The American College of Radiology (ACR) has endorsed the Safeguard Access to Preventative Services Act (H.R. 4794), which was introduced into the U.S. House of Representatives by Rep. Leonard Lance (R-NJ) and three original co-sponsors on March 9.
The bill prohibits the use of any recommendation of the U.S. Preventive Services Task Force (USPSTF), or any successor task force to deny or restrict coverage of an item or service under a federal healthcare program, a group health plan, or a health insurance issuer and for other purposes.
Citing the recent controversial Task Force recommendations for mammography screening, James H. Thrall, MD, FACR, and chair of the ACR Board of chancellors said: “This legislation would help ensure that the recommendations of a small group of individuals, who may not have expertise in the subject on which they are making critical judgments, cannot be used as an excuse to cut costs at the expense of patients.”

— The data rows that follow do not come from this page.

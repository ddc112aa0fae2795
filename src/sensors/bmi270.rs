//! BMI270 IMU - accelerometer only, ±2 g, 100 Hz output data rate.

use std::sync::Arc;

use super::{expect_len, Readings, Sensor};
use crate::domain::Channel;
use crate::error::{Result, TelemetryError};
use crate::hal::HardwareProvider;

const NAME: &str = "BMI270";

const REG_CHIP_ID: u8 = 0x00;
const REG_ACC_DATA: u8 = 0x0C;
const REG_ACC_CONF: u8 = 0x40;
const REG_ACC_RANGE: u8 = 0x41;
const REG_PWR_CONF: u8 = 0x7C;
const REG_PWR_CTRL: u8 = 0x7D;

const CHIP_ID: u8 = 0x24;
/// LSB per g at the ±2 g range
const LSB_PER_G: f64 = 16384.0;

pub struct Bmi270 {
    hal: Arc<dyn HardwareProvider>,
    addr: u8,
}

impl Bmi270 {
    pub fn open(hal: Arc<dyn HardwareProvider>, addr: u8) -> Result<Self> {
        let unavailable = |e: TelemetryError| TelemetryError::unavailable(NAME, e);

        let id = hal.read_register(addr, REG_CHIP_ID, 1).map_err(unavailable)?;
        if id.first() != Some(&CHIP_ID) {
            return Err(TelemetryError::unavailable(NAME, format!("unexpected chip id {:?} at 0x{:02X}", id, addr)));
        }

        // advanced power save off, 100 Hz normal mode, ±2 g, accelerometer on
        for command in [[REG_PWR_CONF, 0x00], [REG_ACC_CONF, 0xA8], [REG_ACC_RANGE, 0x00], [REG_PWR_CTRL, 0x04]] {
            hal.i2c_write(addr, &command).map_err(unavailable)?;
        }

        Ok(Self { hal, addr })
    }
}

impl Sensor for Bmi270 {
    fn name(&self) -> &'static str {
        NAME
    }

    fn read(&mut self) -> Result<Readings> {
        let raw = self
            .hal
            .read_register(self.addr, REG_ACC_DATA, 6)
            .map_err(|e| TelemetryError::read_failed(NAME, e))?;
        expect_len(NAME, &raw, 6)?;

        let axis = |at: usize| i16::from_le_bytes([raw[at], raw[at + 1]]) as f64 / LSB_PER_G;
        Ok(vec![
            (Channel::AccelerationX, axis(0)),
            (Channel::AccelerationY, axis(2)),
            (Channel::AccelerationZ, axis(4)),
        ])
    }
}

#[cfg(test)]
mod tests {
    use super::*;
    use crate::sensors::testing::ScriptedBus;

    #[test]
    fn test_open_configures_accelerometer() {
        let bus = ScriptedBus::new();
        bus.respond(0x68, &[CHIP_ID]);

        assert!(Bmi270::open(bus.clone(), 0x68).is_ok());
        let writes = bus.writes_to(0x68);
        assert_eq!(writes.first(), Some(&vec![REG_CHIP_ID]));
        assert_eq!(writes.last(), Some(&vec![REG_PWR_CTRL, 0x04]));
    }

    #[test]
    fn test_wrong_chip_is_unavailable() {
        let bus = ScriptedBus::new();
        bus.respond(0x68, &[0x90]);
        assert!(matches!(
            Bmi270::open(bus, 0x68),
            Err(TelemetryError::SensorUnavailable { .. })
        ));
    }

    #[test]
    fn test_read_converts_to_g() {
        let bus = ScriptedBus::new();
        bus.respond(0x68, &[CHIP_ID]);
        let mut imu = Bmi270::open(bus.clone(), 0x68).unwrap();

        // x = +0.5 g, y = -0.25 g, z = +1 g
        bus.respond(0x68, &[0x00, 0x20, 0x00, 0xF0, 0x00, 0x40]);
        let readings = imu.read().unwrap();
        assert_eq!(
            readings,
            vec![
                (Channel::AccelerationX, 0.5),
                (Channel::AccelerationY, -0.25),
                (Channel::AccelerationZ, 1.0),
            ]
        );
    }

    #[test]
    fn test_short_read_fails() {
        let bus = ScriptedBus::new();
        bus.respond(0x68, &[CHIP_ID]);
        let mut imu = Bmi270::open(bus.clone(), 0x68).unwrap();

        bus.respond(0x68, &[0x00, 0x20]);
        assert!(imu.read().is_err());
    }
}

As it stands currently, the Medicare Improvements for Patients and Providers Act of 2008 (MIPPA) granted the U.S. Department of Health and Human Services permission to consider USPSTF recommendations for Medicare coverage decisions and cost-saving measures. Private insurers may also incorporate the USPSTF recommendations.
Thrall continued, “Simply allowing a small group of people, who may or may not have expertise in the particular subject matter, to publish periodic recommendations in a medical journal or via a web posting, and have those recommendations serve as health coverage policy is unacceptable and potentially dangerous.”
In determining coverage, section 2709 of the bill states that the medical guidelines and recommendations of relevant professional medical organizations may be consulted, including:
- The American Society of Clinical Oncology;
- The American College of Surgeons;
- The American College of Radiology;
- The Society of Breast Imaging;
- The American College of Radiation Oncology; and
- The American College of Obstetricians and Gynecologists.
“USPSTF actions are not always correct,” concluded Thrall. “The USPSTF process needs to be fundamentally changed in order to make sure that patients get the care they need. This bill is a significant step in a sensible direction.”